(Dataset entries)
BEGIN

//! Deferred indexing jobs
//!
//! A job is "unindex this entity, then index it again from these fields".
//! The terms are resolved from the record when the job is built, so a job
//! indexes exactly the content it was scheduled with, whether or not the
//! host has persisted that record yet. Jobs serialize to JSON and can be
//! handed to any queue.

use std::sync::Arc;

use parking_lot::Mutex;
use serde::{Deserialize, Serialize};
use termdex_core::{EntityRef, FieldRef, IndexStore, Record, Result};
use tracing::error;

use crate::indexer::collect_terms;
use crate::tokenizer::TermOccurrence;

/// Unindex-then-reindex work for one entity
#[derive(Debug, Clone, PartialEq, Eq, Serialize, Deserialize)]
pub struct IndexJob {
    /// Entity to refresh
    pub entity: EntityRef,
    /// Fields the terms were resolved from
    pub fields: Vec<FieldRef>,
    /// Terms to index once the old postings are gone
    #[serde(default)]
    pub terms: Vec<TermOccurrence>,
}

impl IndexJob {
    /// Create a new job
    pub fn new(entity: EntityRef, fields: Vec<FieldRef>, terms: Vec<TermOccurrence>) -> Self {
        IndexJob {
            entity,
            fields,
            terms,
        }
    }

    /// Resolve `fields` on `record` into a job
    ///
    /// # Errors
    ///
    /// Returns a configuration error if a field does not fit the record.
    pub fn from_record(record: &dyn Record, fields: &[FieldRef]) -> Result<Self> {
        let terms = collect_terms(record, fields)?;
        Ok(IndexJob::new(record.entity_ref(), fields.to_vec(), terms))
    }

    /// Serialize to JSON
    pub fn to_json(&self) -> Result<String> {
        Ok(serde_json::to_string(self)?)
    }

    /// Deserialize from JSON
    pub fn from_json(json: &str) -> Result<Self> {
        Ok(serde_json::from_str(json)?)
    }
}

/// Executes jobs taken off a queue
pub trait JobHandler: Send + Sync {
    /// Run one job to completion
    fn handle(&self, job: &IndexJob) -> Result<()>;
}

/// Accepts jobs for later execution
pub trait JobQueue: Send + Sync {
    /// Schedule `job` on the named queue
    ///
    /// A `transactional` job is bound to the caller's open host transaction:
    /// it is released when that transaction commits and dropped if it
    /// aborts.
    fn enqueue(&self, queue: &str, job: IndexJob, transactional: bool) -> Result<()>;
}

/// Runs every job on the calling thread
///
/// Transactional jobs run from the store's after-commit hook. Failures of
/// those can only be logged.
pub struct InlineQueue {
    store: Arc<dyn IndexStore>,
    handler: Arc<dyn JobHandler>,
}

impl InlineQueue {
    /// Create a new inline queue
    pub fn new(store: Arc<dyn IndexStore>, handler: Arc<dyn JobHandler>) -> Self {
        InlineQueue { store, handler }
    }
}

impl JobQueue for InlineQueue {
    fn enqueue(&self, queue: &str, job: IndexJob, transactional: bool) -> Result<()> {
        if !transactional {
            return self.handler.handle(&job);
        }
        let handler = Arc::clone(&self.handler);
        let queue = queue.to_string();
        self.store.after_commit(Box::new(move || {
            if let Err(e) = handler.handle(&job) {
                error!(
                    target: "termdex::queue",
                    queue = %queue,
                    entity = %job.entity,
                    error = %e,
                    "Deferred indexing job failed"
                );
            }
        }));
        Ok(())
    }
}

/// One job accepted by a `RecordingQueue`
#[derive(Debug, Clone, PartialEq, Eq)]
pub struct QueuedJob {
    /// Queue name the job was scheduled on
    pub queue: String,
    /// The job
    pub job: IndexJob,
    /// Whether it was bound to an open transaction
    pub transactional: bool,
}

/// Holds jobs without running them until `run_pending` is called
#[derive(Debug, Default)]
pub struct RecordingQueue {
    jobs: Mutex<Vec<QueuedJob>>,
}

impl RecordingQueue {
    /// Create an empty queue
    pub fn new() -> Self {
        Self::default()
    }

    /// Jobs accepted so far, oldest first
    pub fn jobs(&self) -> Vec<QueuedJob> {
        self.jobs.lock().clone()
    }

    /// Number of pending jobs
    pub fn len(&self) -> usize {
        self.jobs.lock().len()
    }

    /// True if nothing is pending
    pub fn is_empty(&self) -> bool {
        self.jobs.lock().is_empty()
    }

    /// Run and remove every pending job in FIFO order
    ///
    /// Stops at the first failing job; it and later jobs stay pending.
    pub fn run_pending(&self, handler: &dyn JobHandler) -> Result<usize> {
        let mut ran = 0;
        loop {
            let next = {
                let jobs = self.jobs.lock();
                match jobs.first() {
                    Some(queued) => queued.job.clone(),
                    None => return Ok(ran),
                }
            };
            handler.handle(&next)?;
            self.jobs.lock().remove(0);
            ran += 1;
        }
    }
}

impl JobQueue for RecordingQueue {
    fn enqueue(&self, queue: &str, job: IndexJob, transactional: bool) -> Result<()> {
        self.jobs.lock().push(QueuedJob {
            queue: queue.to_string(),
            job,
            transactional,
        });
        Ok(())
    }
}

END

◆ What you need to do: The answer should consist solely of the lines from the first line above through the one with "to any queue.", both included, repeated exactly.

◆ Task output:
//! Deferred indexing jobs
//!
//! A job is "unindex this entity, then index it again from these fields".
//! The terms are resolved from the record when the job is built, so a job
//! indexes exactly the content it was scheduled with, whether or not the
//! host has persisted that record yet. Jobs serialize to JSON and can be
//! handed to any queue.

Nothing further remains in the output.